Red-green dichromats can't see reds and can't distinguish reds from other colors, but people with normal color vision can.

The world colors are either red or green, blue or with only two cones, like people with red-green color blindness.

The evolution of trichromatic vision is thought to have happened 35 million years ago.
Recent fossil evidence suggests that trichromatic vision may have enabled primates to Ruling Out Rival Hypotheses find young, reddish, tender leaves that were better for you.
Scientists agree that seeing more colors gave our ancestors a boost in their search for food.

The three cone types work together to detect the full range of colors.

There is a phenomenon that trichromatic theory can't explain.
We stare at one color for a long time and then look away.
It's not easy to explain why looking at one color consistently results in seeing another color in the afterimage.
The Ishihara Test for Red-Green shows that after images arise from the visual cortex's processing of Color Blindness.

People sometimes report a faint negative after seeing red-green color blindness.

This is a common condition.
The phenomenon may have arisen among males.

There's no support for this extraordinary claim because no one has been able to pho tograph auras under carefully controlled conditions.

Some cells show yellow and others show blue.

There's evidence that humans are capable of a crude form of echolocation, and our nervous system uses both trichromatic and opponent 134 Chapter 4 processing principles during color vision.

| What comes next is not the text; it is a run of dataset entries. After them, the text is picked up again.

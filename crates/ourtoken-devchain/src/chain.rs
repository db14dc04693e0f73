//! In-process development chain
//!
//! Every transaction is mined in its own block. Contract state, nonces and
//! receipts live in memory and can be snapshotted and restored.

use std::collections::HashMap;

use ourtoken_abi::{encode, Token as AbiToken};
use ourtoken_config::{is_development_chain, HarnessConfig, NetworkConfig};
use ourtoken_primitives::{Address, BlockNumber, ChainId, Nonce, H256};

use crate::contract::{Artifact, Contract};
use crate::receipt::{Receipt, TxStatus};
use crate::tx::{create_address, SignedTransaction, TransactionRequest};
use crate::{DevChainError, DevChainResult, Signer};

/// Default number of development signers
const DEFAULT_ACCOUNTS: usize = 10;

/// Handle to a saved chain state
#[derive(Clone, Copy, Debug, PartialEq, Eq, Hash)]
pub struct SnapshotId(pub usize);

/// Chain state saved outside the snapshot stack
///
/// Unlike a [`SnapshotId`], a checkpoint stays valid across `revert_to`.
#[derive(Clone)]
pub struct Checkpoint {
    state: ChainState,
}

impl Checkpoint {
    /// Block number at the time of the checkpoint
    pub fn block_number(&self) -> BlockNumber {
        self.state.block_number
    }
}

/// Mutable chain state, cloned for snapshots
#[derive(Clone, Default)]
struct ChainState {
    block_number: BlockNumber,
    nonces: HashMap<Address, Nonce>,
    contracts: HashMap<Address, Box<dyn Contract>>,
    receipts: HashMap<H256, Receipt>,
}

/// Single-node development chain
pub struct DevChain {
    chain_id: ChainId,
    network_name: String,
    signers: Vec<Signer>,
    state: ChainState,
    snapshots: Vec<ChainState>,
}

impl DevChain {
    /// Create a chain with the default development signers
    pub fn new(chain_id: ChainId) -> DevChainResult<Self> {
        Self::build(chain_id, &NetworkConfig::builtin(), DEFAULT_ACCOUNTS)
    }

    /// Create a chain from harness configuration
    pub fn from_config(config: &HarnessConfig) -> DevChainResult<Self> {
        Self::build(config.chain_id, &config.network_table()?, config.accounts)
    }

    fn build(chain_id: ChainId, networks: &NetworkConfig, accounts: usize) -> DevChainResult<Self> {
        let network_name = networks.name_of(chain_id).unwrap_or("unknown").to_string();
        let signers = Signer::dev_accounts(accounts)?;
        tracing::debug!(chain_id, network = %network_name, accounts, "dev chain started");
        Ok(Self {
            chain_id,
            network_name,
            signers,
            state: ChainState::default(),
            snapshots: Vec::new(),
        })
    }

    /// Chain id
    pub fn chain_id(&self) -> ChainId {
        self.chain_id
    }

    /// Network display name
    pub fn network_name(&self) -> &str {
        &self.network_name
    }

    /// Whether this chain is one of the development chains
    pub fn is_development(&self) -> bool {
        is_development_chain(self.chain_id)
    }

    /// Fail unless this is a development chain
    pub fn require_development(&self) -> DevChainResult<()> {
        if self.is_development() {
            Ok(())
        } else {
            Err(DevChainError::NotDevelopmentChain(self.chain_id))
        }
    }

    /// Number of the latest mined block
    pub fn block_number(&self) -> BlockNumber {
        self.state.block_number
    }

    /// Development signers, in account order
    pub fn signers(&self) -> &[Signer] {
        &self.signers
    }

    /// Signer at `index`
    pub fn signer(&self, index: usize) -> DevChainResult<&Signer> {
        self.signers
            .get(index)
            .ok_or(DevChainError::UnknownSigner(index))
    }

    /// Next nonce of `address`
    pub fn nonce(&self, address: &Address) -> Nonce {
        self.state.nonces.get(address).copied().unwrap_or_default()
    }

    /// Whether a contract is deployed at `address`
    pub fn has_contract(&self, address: &Address) -> bool {
        self.state.contracts.contains_key(address)
    }

    /// Name of the contract deployed at `address`
    pub fn contract_name(&self, address: &Address) -> Option<&str> {
        self.state.contracts.get(address).map(|c| c.name())
    }

    /// Receipt of a mined transaction
    pub fn receipt(&self, tx_hash: &H256) -> Option<&Receipt> {
        self.state.receipts.get(tx_hash)
    }

    /// Deploy `artifact` from `signer` with the given constructor arguments
    pub fn deploy(
        &mut self,
        signer: &Signer,
        artifact: &dyn Artifact,
        args: &[AbiToken],
    ) -> DevChainResult<Receipt> {
        tracing::debug!(
            contract = artifact.contract_name(),
            deployer = %signer.address(),
            "deploying"
        );
        let request =
            TransactionRequest::create(self.chain_id, self.nonce(&signer.address()), encode(args));
        self.apply(request.sign(signer)?, Some(artifact))
    }

    /// Sign and send a call to `to` with the signer's current nonce
    pub fn send(&mut self, signer: &Signer, to: Address, data: Vec<u8>) -> DevChainResult<Receipt> {
        let request =
            TransactionRequest::call(self.chain_id, self.nonce(&signer.address()), to, data);
        self.send_transaction(request.sign(signer)?)
    }

    /// Execute a signed call transaction
    ///
    /// A reverted transaction is still mined and consumes the nonce; the
    /// error carries its receipt.
    pub fn send_transaction(&mut self, tx: SignedTransaction) -> DevChainResult<Receipt> {
        self.apply(tx, None)
    }

    /// Execute `data` against `to` without mining
    pub fn call(&self, from: Address, to: Address, data: &[u8]) -> DevChainResult<Vec<u8>> {
        let mut contract = self
            .state
            .contracts
            .get(&to)
            .ok_or(DevChainError::UnknownContract(to))?
            .clone_box();
        contract
            .execute(to, from, data)
            .map(|execution| execution.output)
            .map_err(|revert| DevChainError::Reverted {
                data: revert.data,
                receipt: None,
            })
    }

    /// Copy of the current state
    pub fn checkpoint(&self) -> Checkpoint {
        Checkpoint {
            state: self.state.clone(),
        }
    }

    /// Replace the current state with `checkpoint`
    ///
    /// The snapshot stack is left untouched.
    pub fn restore(&mut self, checkpoint: &Checkpoint) {
        self.state = checkpoint.state.clone();
        tracing::debug!(block = self.state.block_number, "restored checkpoint");
    }

    /// Save the current state
    pub fn snapshot(&mut self) -> SnapshotId {
        self.snapshots.push(self.state.clone());
        let id = SnapshotId(self.snapshots.len() - 1);
        tracing::debug!(snapshot = id.0, block = self.state.block_number, "snapshot taken");
        id
    }

    /// Restore the state saved by `id`
    ///
    /// Snapshots taken after `id` are discarded; `id` itself stays valid.
    pub fn revert_to(&mut self, id: SnapshotId) -> DevChainResult<()> {
        let saved = self
            .snapshots
            .get(id.0)
            .ok_or(DevChainError::UnknownSnapshot(id.0))?;
        self.state = saved.clone();
        self.snapshots.truncate(id.0 + 1);
        tracing::debug!(snapshot = id.0, block = self.state.block_number, "reverted to snapshot");
        Ok(())
    }

    fn apply(
        &mut self,
        tx: SignedTransaction,
        artifact: Option<&dyn Artifact>,
    ) -> DevChainResult<Receipt> {
        let sender = tx.recover_sender()?;
        let request = &tx.request;
        if request.chain_id != self.chain_id {
            return Err(DevChainError::ChainIdMismatch {
                expected: self.chain_id,
                got: request.chain_id,
            });
        }
        let expected = self.nonce(&sender);
        if request.nonce != expected {
            return Err(DevChainError::NonceMismatch {
                sender,
                expected,
                got: request.nonce,
            });
        }

        let (outcome, contract_address) = match request.to {
            Some(to) => {
                let mut contract = self
                    .state
                    .contracts
                    .get(&to)
                    .ok_or(DevChainError::UnknownContract(to))?
                    .clone_box();
                let result = contract.execute(to, sender, &request.data);
                (result.map(|execution| (execution, Some(contract))), None)
            }
            None => {
                let artifact = artifact.ok_or(DevChainError::MissingArtifact)?;
                let address = create_address(&sender, request.nonce);
                let outcome = artifact
                    .instantiate(address, sender, &request.data)
                    .map(|(contract, execution)| (execution, Some(contract)));
                (outcome, Some(address))
            }
        };

        let tx_hash = tx.hash();
        self.state.nonces.insert(sender, expected + 1);
        self.state.block_number += 1;

        let mut receipt = Receipt {
            tx_hash,
            block_number: self.state.block_number,
            from: sender,
            to: request.to,
            contract_address: None,
            status: TxStatus::Success,
            logs: Vec::new(),
            output: Vec::new(),
            revert_data: Vec::new(),
        };

        match outcome {
            Ok((execution, contract)) => {
                let target = contract_address.or(request.to);
                if let (Some(target), Some(contract)) = (target, contract) {
                    self.state.contracts.insert(target, contract);
                }
                receipt.contract_address = contract_address;
                receipt.logs = execution.logs;
                receipt.output = execution.output;
                tracing::debug!(
                    tx = %tx_hash,
                    block = receipt.block_number,
                    from = %sender,
                    logs = receipt.logs.len(),
                    "transaction mined"
                );
                self.state.receipts.insert(tx_hash, receipt.clone());
                Ok(receipt)
            }
            Err(revert) => {
                receipt.status = TxStatus::Failure;
                receipt.revert_data = revert.data.clone();
                tracing::debug!(
                    tx = %tx_hash,
                    block = receipt.block_number,
                    from = %sender,
                    revert = %hex::encode(&revert.data),
                    "transaction reverted"
                );
                self.state.receipts.insert(tx_hash, receipt.clone());
                Err(DevChainError::Reverted {
                    data: revert.data,
                    receipt: Some(Box::new(receipt)),
                })
            }
        }
    }
}

impl std::fmt::Debug for DevChain {
    fn fmt(&self, f: &mut std::fmt::Formatter<'_>) -> std::fmt::Result {
        f.debug_struct("DevChain")
            .field("chain_id", &self.chain_id)
            .field("network", &self.network_name)
            .field("block_number", &self.state.block_number)
            .field("contracts", &self.state.contracts.len())
            .field("snapshots", &self.snapshots.len())
            .finish()
    }
}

It is possible that blind persons can sometimes detect objects in action.

There is a patch of blank white wal that describes different aspects of the phenomenon.

Ben was blind at three years old and learned to make clicking noises before he began.

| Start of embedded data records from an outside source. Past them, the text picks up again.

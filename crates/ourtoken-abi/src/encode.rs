//! ABI encoding

use ourtoken_crypto::keccak256;
use ourtoken_primitives::{H256, U256};

use crate::types::Token;

/// Encode tokens according to the Solidity ABI head/tail layout
pub fn encode(tokens: &[Token]) -> Vec<u8> {
    let head_size = tokens.len() * 32;

    let mut head = Vec::with_capacity(head_size);
    let mut tail = Vec::new();

    for token in tokens {
        if token.type_of().is_dynamic() {
            head.extend(encode_u256(&U256::from(head_size + tail.len())));
            tail.extend(encode_token(token));
        } else {
            head.extend(encode_token(token));
        }
    }

    head.extend(tail);
    head
}

/// Encode function call (selector + params)
pub fn encode_function_call(selector: [u8; 4], tokens: &[Token]) -> Vec<u8> {
    let mut result = selector.to_vec();
    result.extend(encode(tokens));
    result
}

fn encode_token(token: &Token) -> Vec<u8> {
    match token {
        Token::Address(addr) => {
            let mut buf = [0u8; 32];
            buf[12..].copy_from_slice(addr.as_bytes());
            buf.to_vec()
        }
        Token::Uint(value) => encode_u256(value),
        Token::Bool(b) => {
            let mut buf = [0u8; 32];
            buf[31] = u8::from(*b);
            buf.to_vec()
        }
        Token::FixedBytes(data) => {
            let mut buf = [0u8; 32];
            let len = data.len().min(32);
            buf[..len].copy_from_slice(&data[..len]);
            buf.to_vec()
        }
        Token::Bytes(data) => encode_bytes(data),
        Token::String(s) => encode_bytes(s.as_bytes()),
    }
}

fn encode_u256(value: &U256) -> Vec<u8> {
    let mut bytes = [0u8; 32];
    value.to_big_endian(&mut bytes);
    bytes.to_vec()
}

/// Length word followed by the data right-padded to a 32-byte boundary
fn encode_bytes(data: &[u8]) -> Vec<u8> {
    let mut result = encode_u256(&U256::from(data.len()));
    let padded_len = data.len().div_ceil(32) * 32;
    let mut padded = vec![0u8; padded_len];
    padded[..data.len()].copy_from_slice(data);
    result.extend(padded);
    result
}

/// Compute function selector (first 4 bytes of keccak256(signature))
pub fn function_selector(signature: &str) -> [u8; 4] {
    let hash = keccak256(signature.as_bytes());
    let mut selector = [0u8; 4];
    selector.copy_from_slice(&hash.as_bytes()[..4]);
    selector
}

/// Compute event topic0 (full keccak256(signature))
pub fn event_topic(signature: &str) -> H256 {
    keccak256(signature.as_bytes())
}
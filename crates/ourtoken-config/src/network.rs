//! Network table

use serde::{Deserialize, Serialize};
use std::collections::BTreeMap;

use ourtoken_primitives::ChainId;

/// Sepolia testnet
pub const SEPOLIA_CHAIN_ID: ChainId = 11_155_111;

/// Local development node
pub const HARDHAT_CHAIN_ID: ChainId = 31_337;

/// Chains the token unit-test suite runs on, in order
pub const DEVELOPMENT_CHAINS: [ChainId; 1] = [HARDHAT_CHAIN_ID];

/// Whether `chain_id` is a local development chain
pub fn is_development_chain(chain_id: ChainId) -> bool {
    DEVELOPMENT_CHAINS.contains(&chain_id)
}

/// Per-network record
#[derive(Debug, Clone, PartialEq, Eq, Serialize, Deserialize)]
#[serde(deny_unknown_fields)]
pub struct NetworkInfo {
    /// Display name
    pub name: String,
}

impl NetworkInfo {
    /// Create a record with the given display name
    pub fn new(name: impl Into<String>) -> Self {
        Self { name: name.into() }
    }
}

/// Chain id → network record, iterated in ascending chain id order
#[derive(Debug, Clone, PartialEq, Eq)]
pub struct NetworkConfig {
    networks: BTreeMap<ChainId, NetworkInfo>,
}

impl NetworkConfig {
    /// The built-in table
    pub fn builtin() -> Self {
        let mut networks = BTreeMap::new();
        networks.insert(SEPOLIA_CHAIN_ID, NetworkInfo::new("sepolia"));
        networks.insert(HARDHAT_CHAIN_ID, NetworkInfo::new("hardhat"));
        Self { networks }
    }

    /// Look up a chain
    pub fn get(&self, chain_id: ChainId) -> Option<&NetworkInfo> {
        self.networks.get(&chain_id)
    }

    /// Display name of a chain
    pub fn name_of(&self, chain_id: ChainId) -> Option<&str> {
        self.get(chain_id).map(|info| info.name.as_str())
    }

    /// Reverse lookup by display name
    pub fn chain_id_of(&self, name: &str) -> Option<ChainId> {
        self.networks
            .iter()
            .find(|(_, info)| info.name == name)
            .map(|(id, _)| *id)
    }

    /// Add or replace an entry
    pub fn insert(&mut self, chain_id: ChainId, info: NetworkInfo) -> Option<NetworkInfo> {
        self.networks.insert(chain_id, info)
    }

    /// Iterate entries in chain id order
    pub fn iter(&self) -> impl Iterator<Item = (ChainId, &NetworkInfo)> {
        self.networks.iter().map(|(id, info)| (*id, info))
    }

    /// Number of entries
    pub fn len(&self) -> usize {
        self.networks.len()
    }

    /// Whether the table is empty
    pub fn is_empty(&self) -> bool {
        self.networks.is_empty()
    }
}

impl Default for NetworkConfig {
    fn default() -> Self {
        Self::builtin()
    }
}
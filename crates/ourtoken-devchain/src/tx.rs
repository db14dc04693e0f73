//! Transactions and contract addresses

use ourtoken_crypto::{keccak256, recover_address, CryptoError, Signature};
use ourtoken_primitives::{Address, ChainId, Nonce, H256};
use rlp::RlpStream;

use crate::{DevChainResult, Signer};

/// Unsigned transaction
///
/// `to == None` creates a contract whose constructor input is `data`.
#[derive(Clone, Debug, PartialEq, Eq)]
pub struct TransactionRequest {
    /// Chain the transaction is valid on
    pub chain_id: ChainId,
    /// Sender nonce
    pub nonce: Nonce,
    /// Target contract, `None` for creation
    pub to: Option<Address>,
    /// Calldata or constructor input
    pub data: Vec<u8>,
}

impl TransactionRequest {
    /// Call `to` with `data`
    pub fn call(chain_id: ChainId, nonce: Nonce, to: Address, data: Vec<u8>) -> Self {
        Self {
            chain_id,
            nonce,
            to: Some(to),
            data,
        }
    }

    /// Create a contract
    pub fn create(chain_id: ChainId, nonce: Nonce, data: Vec<u8>) -> Self {
        Self {
            chain_id,
            nonce,
            to: None,
            data,
        }
    }

    /// Hash covered by the signature
    pub fn signing_hash(&self) -> H256 {
        let mut buf = Vec::with_capacity(8 + 8 + 1 + 20 + self.data.len());
        buf.extend_from_slice(&self.chain_id.to_be_bytes());
        buf.extend_from_slice(&self.nonce.to_be_bytes());
        match &self.to {
            Some(to) => {
                buf.push(1);
                buf.extend_from_slice(to.as_bytes());
            }
            None => buf.push(0),
        }
        buf.extend_from_slice(&self.data);
        keccak256(&buf)
    }

    /// Sign with `signer`
    pub fn sign(self, signer: &Signer) -> DevChainResult<SignedTransaction> {
        let signature = signer.sign(&self.signing_hash())?;
        Ok(SignedTransaction {
            request: self,
            signature,
        })
    }
}

/// Signed transaction
#[derive(Clone, Debug, PartialEq, Eq)]
pub struct SignedTransaction {
    /// Signed payload
    pub request: TransactionRequest,
    /// Sender signature
    pub signature: Signature,
}

impl SignedTransaction {
    /// Transaction hash
    pub fn hash(&self) -> H256 {
        let mut buf = self.request.signing_hash().as_bytes().to_vec();
        buf.extend_from_slice(&self.signature.to_bytes());
        keccak256(&buf)
    }

    /// Recover the sender from the signature
    ///
    /// Signatures with a high `s` value are rejected.
    pub fn recover_sender(&self) -> DevChainResult<Address> {
        if !self.signature.is_low_s() {
            let reason = "s value is not canonical".to_string();
            return Err(CryptoError::InvalidSignature(reason).into());
        }
        Ok(recover_address(&self.request.signing_hash(), &self.signature)?)
    }
}

/// Address of the contract created by `sender` at `nonce`
///
/// `keccak256(rlp([sender, nonce]))[12..]`
pub fn create_address(sender: &Address, nonce: Nonce) -> Address {
    let mut stream = RlpStream::new_list(2);
    stream.append(sender);
    if nonce == 0 {
        stream.append_empty_data();
    } else {
        stream.append(&nonce);
    }
    keccak256(&stream.out()).to_address()
}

Relax your eyes and show him where he is.
He rides his skateboard, plays basketball, and fixes your gaze on the center of the skull and video games.
Scientists have found that when blind people expert in for at least 30 seconds without looking Journal Prompt around or away.
The echolocation's ability to navigate in their environments is the same parts of the brain as the opponent's.

Although the echolocation explanation can't be ruled out completely, the researchers who studied TN argue that echolocation is not an effective way to detect small objects.

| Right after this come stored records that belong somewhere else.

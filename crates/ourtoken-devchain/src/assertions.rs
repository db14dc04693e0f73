//! Assertion helpers for receipts and reverted results

use ourtoken_abi::Token as AbiToken;
use ourtoken_primitives::Address;
use ourtoken_token::{interface, Event};

use crate::{DevChainError, Receipt, TxStatus};

/// Name of the token custom error carried by a revert, if any
pub fn custom_error_name(err: &DevChainError) -> Option<&'static str> {
    let data = err.revert_data()?;
    interface::errors()
        .iter()
        .find(|def| def.matches(data))
        .map(|def| def.name)
}

/// Helper trait for asserting on receipts
pub trait ReceiptAssertions {
    /// Assert transaction succeeded
    fn assert_success(&self) -> &Self;

    /// Assert transaction failed
    fn assert_failure(&self) -> &Self;

    /// Assert at least one event named `name` was emitted
    fn assert_emitted(&self, name: &str) -> &Self;

    /// Assert `event` was emitted with exactly these arguments
    fn assert_event(&self, event: &Event) -> &Self;

    /// Assert contract was created
    fn assert_contract_created(&self) -> Address;
}

impl ReceiptAssertions for Receipt {
    fn assert_success(&self) -> &Self {
        assert_eq!(
            self.status,
            TxStatus::Success,
            "Expected transaction to succeed, reverted with 0x{}",
            hex::encode(&self.revert_data)
        );
        self
    }

    fn assert_failure(&self) -> &Self {
        assert_eq!(
            self.status,
            TxStatus::Failure,
            "Expected transaction to fail"
        );
        self
    }

    fn assert_emitted(&self, name: &str) -> &Self {
        let events = self.events();
        assert!(
            events.iter().any(|e| e.name() == name),
            "Expected event {} to be emitted, got {:?}",
            name,
            events
        );
        self
    }

    fn assert_event(&self, event: &Event) -> &Self {
        let events = self.events();
        assert!(
            events.contains(event),
            "Expected event {:?}, got {:?}",
            event,
            events
        );
        self
    }

    fn assert_contract_created(&self) -> Address {
        self.contract_address
            .expect("Expected contract to be created")
    }
}

/// Helper trait for asserting that an operation reverted
pub trait RevertAssertions {
    /// Assert the operation reverted and return the revert payload
    fn expect_reverted(&self) -> &[u8];

    /// Assert the operation reverted with the token custom error `name`
    ///
    /// Returns the decoded error arguments.
    fn expect_custom_error(&self, name: &str) -> Vec<AbiToken>;
}

impl<T: std::fmt::Debug> RevertAssertions for Result<T, DevChainError> {
    fn expect_reverted(&self) -> &[u8] {
        match self {
            Err(err) => err
                .revert_data()
                .unwrap_or_else(|| panic!("Expected a revert, got error: {}", err)),
            Ok(value) => panic!("Expected a revert, got success: {:?}", value),
        }
    }

    fn expect_custom_error(&self, name: &str) -> Vec<AbiToken> {
        let data = self.expect_reverted();
        let def = interface::error(name)
            .unwrap_or_else(|| panic!("{} is not a known custom error", name));
        let actual = self.as_ref().err().and_then(custom_error_name);
        assert_eq!(
            actual,
            Some(def.name),
            "Expected revert with custom error {}, got 0x{}",
            name,
            hex::encode(data)
        );
        def.decode(data)
            .unwrap_or_else(|e| panic!("Malformed {} payload: {}", name, e))
    }
}
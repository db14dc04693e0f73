//! Development chain errors

use thiserror::Error;

use ourtoken_abi::AbiError;
use ourtoken_config::ConfigError;
use ourtoken_crypto::CryptoError;
use ourtoken_primitives::{Address, ChainId};

use crate::Receipt;

/// Development chain error
#[derive(Debug, Error)]
pub enum DevChainError {
    /// Signing or sender recovery failed
    #[error("crypto error: {0}")]
    Crypto(#[from] CryptoError),

    /// Calldata or return data could not be encoded/decoded
    #[error("abi error: {0}")]
    Abi(#[from] AbiError),

    /// Configuration problem
    #[error("config error: {0}")]
    Config(#[from] ConfigError),

    /// Transaction nonce does not match the account nonce
    #[error("nonce mismatch for {sender}: expected {expected}, got {got}")]
    NonceMismatch {
        /// Recovered sender
        sender: Address,
        /// Account nonce
        expected: u64,
        /// Transaction nonce
        got: u64,
    },

    /// Transaction was signed for another chain
    #[error("chain id mismatch: expected {expected}, got {got}")]
    ChainIdMismatch {
        /// This chain
        expected: ChainId,
        /// Transaction chain id
        got: ChainId,
    },

    /// No contract at the target address
    #[error("no contract deployed at {0}")]
    UnknownContract(Address),

    /// Creation transaction submitted without the artifact to instantiate
    #[error("contract creation requires an artifact")]
    MissingArtifact,

    /// Execution reverted
    #[error("transaction reverted (0x{})", hex::encode(.data))]
    Reverted {
        /// Revert payload
        data: Vec<u8>,
        /// Receipt of the mined, failed transaction; `None` for read-only calls
        receipt: Option<Box<Receipt>>,
    },

    /// Deployment not found in the registry
    #[error("no deployment named {0}")]
    UnknownDeployment(String),

    /// Snapshot id was never taken
    #[error("unknown snapshot {0}")]
    UnknownSnapshot(usize),

    /// Signer index out of range
    #[error("no signer at index {0}")]
    UnknownSigner(usize),

    /// Operation restricted to development chains
    #[error("chain {0} is not a development chain")]
    NotDevelopmentChain(ChainId),

    /// Malformed decimal amount
    #[error("invalid amount: {0}")]
    InvalidAmount(String),
}

impl DevChainError {
    /// Revert payload, if this is a revert
    pub fn revert_data(&self) -> Option<&[u8]> {
        match self {
            DevChainError::Reverted { data, .. } => Some(data),
            _ => None,
        }
    }
}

When we can't see or perceive, subtle signals from neural pathways can impact our experience of the world.

Some 39 million people can't see.

Blindness is the inability to see.

He misperceived his wife as a clouding of the lens of the eye, a disease that causes pressure on the eye fashion accessory.

The blind rely on other senses, including touch, to cope with their loss of vision.

Over the years, this issue has been controversial, with studies conflicting with a heightened sense of touch in the blind.

Can the results be duplicated in a younger person?

Pick out the different types of perception.

This means they can use more of the cortex for touch tasks.

A blind person with no assistance was able to walk around an obstacle course with no help.

TN is cortically blind with normal eyes.
His brain doesn't register sensory input, so he doesn't usually rely on Sound: Mechanical Vibration.
Many whales have rare ability on echolocation.

Sound is a kind of mechanical energy that travels through air.

The sound waves are created by the vibrating of air.

The ability of blind people with damage to their cortex to make waves can travel through any gas, liquid, or solid, but we hear them best when they travel correct guesses about the appearance of things around them.
There can't be sound in a vacuum because of Weiskrantz.
Researchers used high-tech brain scans to show that aren't any airborne molecules to vibrate.
He was able to recognize facial expressions in angry, fearful, and joyous faces.

Even if nobody can hear it, blindsight operates outside the bounds of conscious activity.

There is a natural explanation for people with blind sight.

When it comes to sensitivity to pitch, age matters.

Older adults have a harder time reaching the visual association cortex through an alternative pathway and higher pitch tones.
A ring tone for cell phones can be used.
This simple fact of nature, allowing teenagers to hear their cell phones ring, probably accounts for blind sight.

Bats, dolphins, and many whales emit sounds and are measured in decibels.